Due to the changing situation and updating of advice from the NHS and DOH, MUBKA have sadly but rightly, taken the decision to suspend and postpone all group activities for 2020.
This will currently affect the Theory course/Annual Dinner/Beginers practicals and is to follow current advice to limit social and group contact.
We will update this as required from current advice and wherever possible try to re-schedule.
We are also investigating other ways to present the course and stay in contact via remote or other means.
Today we moved the hive stands from under the trees to nearer the Bee Barn and closer to each other. They will now get more sun, especially early in the morning and hopefully will be more active than they were under the trees. The general temperature of the hives should improve now, summer and winter and I'm more hopeful now of better outcomes and better overwintering. But the bees will let us know in due course.

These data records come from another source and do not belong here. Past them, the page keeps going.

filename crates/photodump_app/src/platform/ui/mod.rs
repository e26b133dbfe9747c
pub mod render;
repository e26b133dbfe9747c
use std::fs;
use std::io::{self, Write};
use std::path::{Path, PathBuf};

use tempfile::NamedTempFile;
use thiserror::Error;

#[derive(Debug, Error)]
pub enum PersistError {
    #[error("download directory missing or not writable: {0}")]
    TargetDir(String),
    #[error("io error: {0}")]
    Io(#[from] io::Error),
}

/// Ensure the download directory exists; create if missing.
pub fn ensure_target_dir(dir: &Path) -> Result<(), PersistError> {
    if dir.exists() {
        let meta = fs::metadata(dir).map_err(|e| PersistError::TargetDir(e.to_string()))?;
        if !meta.is_dir() {
            return Err(PersistError::TargetDir("path is not a directory".into()));
        }
    } else {
        fs::create_dir_all(dir).map_err(|e| PersistError::TargetDir(e.to_string()))?;
    }
    Ok(())
}

/// Writes `{dir}/{filename}` through a temp file so a broken download never
/// replaces an earlier archive.
pub struct AtomicFileWriter {
    dir: PathBuf,
}

impl AtomicFileWriter {
    pub fn new(dir: PathBuf) -> Self {
        Self { dir }
    }

    pub fn begin(&self, filename: &str) -> Result<PendingFile, PersistError> {
        ensure_target_dir(&self.dir)?;
        let tmp = NamedTempFile::new_in(&self.dir)?;
        Ok(PendingFile {
            tmp,
            target: self.dir.join(filename),
        })
    }
}

/// File being written. Dropping it without `commit` discards the temp file.
pub struct PendingFile {
    tmp: NamedTempFile,
    target: PathBuf,
}

impl PendingFile {
    pub fn append(&mut self, chunk: &[u8]) -> Result<(), PersistError> {
        self.tmp.write_all(chunk)?;
        Ok(())
    }

    pub fn commit(mut self) -> Result<PathBuf, PersistError> {
        self.tmp.flush()?;
        self.tmp.as_file_mut().sync_all()?;
        if self.target.exists() {
            fs::remove_file(&self.target)?;
        }
        self.tmp
            .persist(&self.target)
            .map_err(|e| PersistError::Io(e.error))?;
        Ok(self.target)
    }
}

Whilst we have been doing this we have had 2 maintenance days - Jenni and Trish came to the first and Annie and Karl to the second and Mick of course. All our brood boxes and supers are now ready for the new season, all the feeders are cleaned and ready for action and the Nucs have been prepared too. So when we get started, we should have everything we need. Depending on the strength of the brood, hive by hive, we'd like to create some Nucs for growing on and also prepare some fresh comb for future use. We'll do this either by Bailey frame changes or by using a brood as a super and letting the bees draw the new comb out. Either way it is important to keep the comb fresh as it is less likely to harbour disease.

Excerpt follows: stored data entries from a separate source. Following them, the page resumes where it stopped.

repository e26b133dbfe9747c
mod app;
mod commands;
mod effects;
mod logging;
pub mod settings;
mod ui;

pub use app::run_app;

Any swarms we hive this year will go straight onto new foundation and will be fed after 2 days so they use all the honey they gorged on before swarming to make comb. Again disease prevention.
What the coming week hold out for us is anyone's guess, but one thing is for sure, we can't let leave them alone! Don't think they will be carrying COVID19 though.
Well the Calendar says spring is almost here, but looking out of the window I am not so sure? March can be a crucial month for the bees so keep hefting the hives and make sure they have enough food.
Should feeding be necessary then 500ml of warm syrup (1kg white granulated sugar to litre of water) should be given for 1 week. This may be increased to 1 litre per week as the brood increases.
Have you cleaned all of your supers, brood boxes and frames etc.? If not, now is the time to get to it!! Also check your stands are in good order and re-strengthen where necessary. As the weight of the supers full of honey may cause the stands to collapse.
Read up on the various methods of swarm control, whilst there is no immediate panic, this will help when the time comes to climb up a ladder and collect the little devils. And also make sure you have ordered your jars and labels ready for the harvest which will be here sooner than you think!
Spring is here at Last! More daylight and the temperature is rising? The question is are you ready?
With the temperature at 15 degrees it is time to do the first inspection. Replace any brood frames that have old dark combs making sure they are free from brood and stores. Talking of stores make sure there is enough honey to last until your next inspection. If not feed them with a light syrup (1kg white sugar to 1.25 litres of water).
On the first inspection do not spend too much time looking for the Queen, if you have eggs and brood it is reasonable to assume the queen is present. Instead take more time to check you have a healthy hive with no disease present.
Last but not least!
Have you made your Asian Hornet traps if not “Do it”? We need to keep this one at bay and not let it get a hold in the UK. See the web site for information on how to make a trap.
Good luck and May the bee’s be with you!
Are you ready for taking or collecting a swarm? You must have your hive ready complete with frames and foundation. The bees will not wait for you! If you collect a swarm make sure you put a feed on, it will help you to keep them in the hive.
The nectar flow should now be in full swing so remember the bees need space! So put that super on early and be prepared, it may stop them swarming if they have more space? One important point to remember! If you worked with a brood and a half during the winter, and you have reversed the boxes, it must remain as a brood and a half. If you wish to use this as a super for honey extraction, the foundation must be removed and the frames must be steamed or scorched, and replaced with new foundation. The apiguard will have tainted the frames and foundation making the honey unfit for human consumption.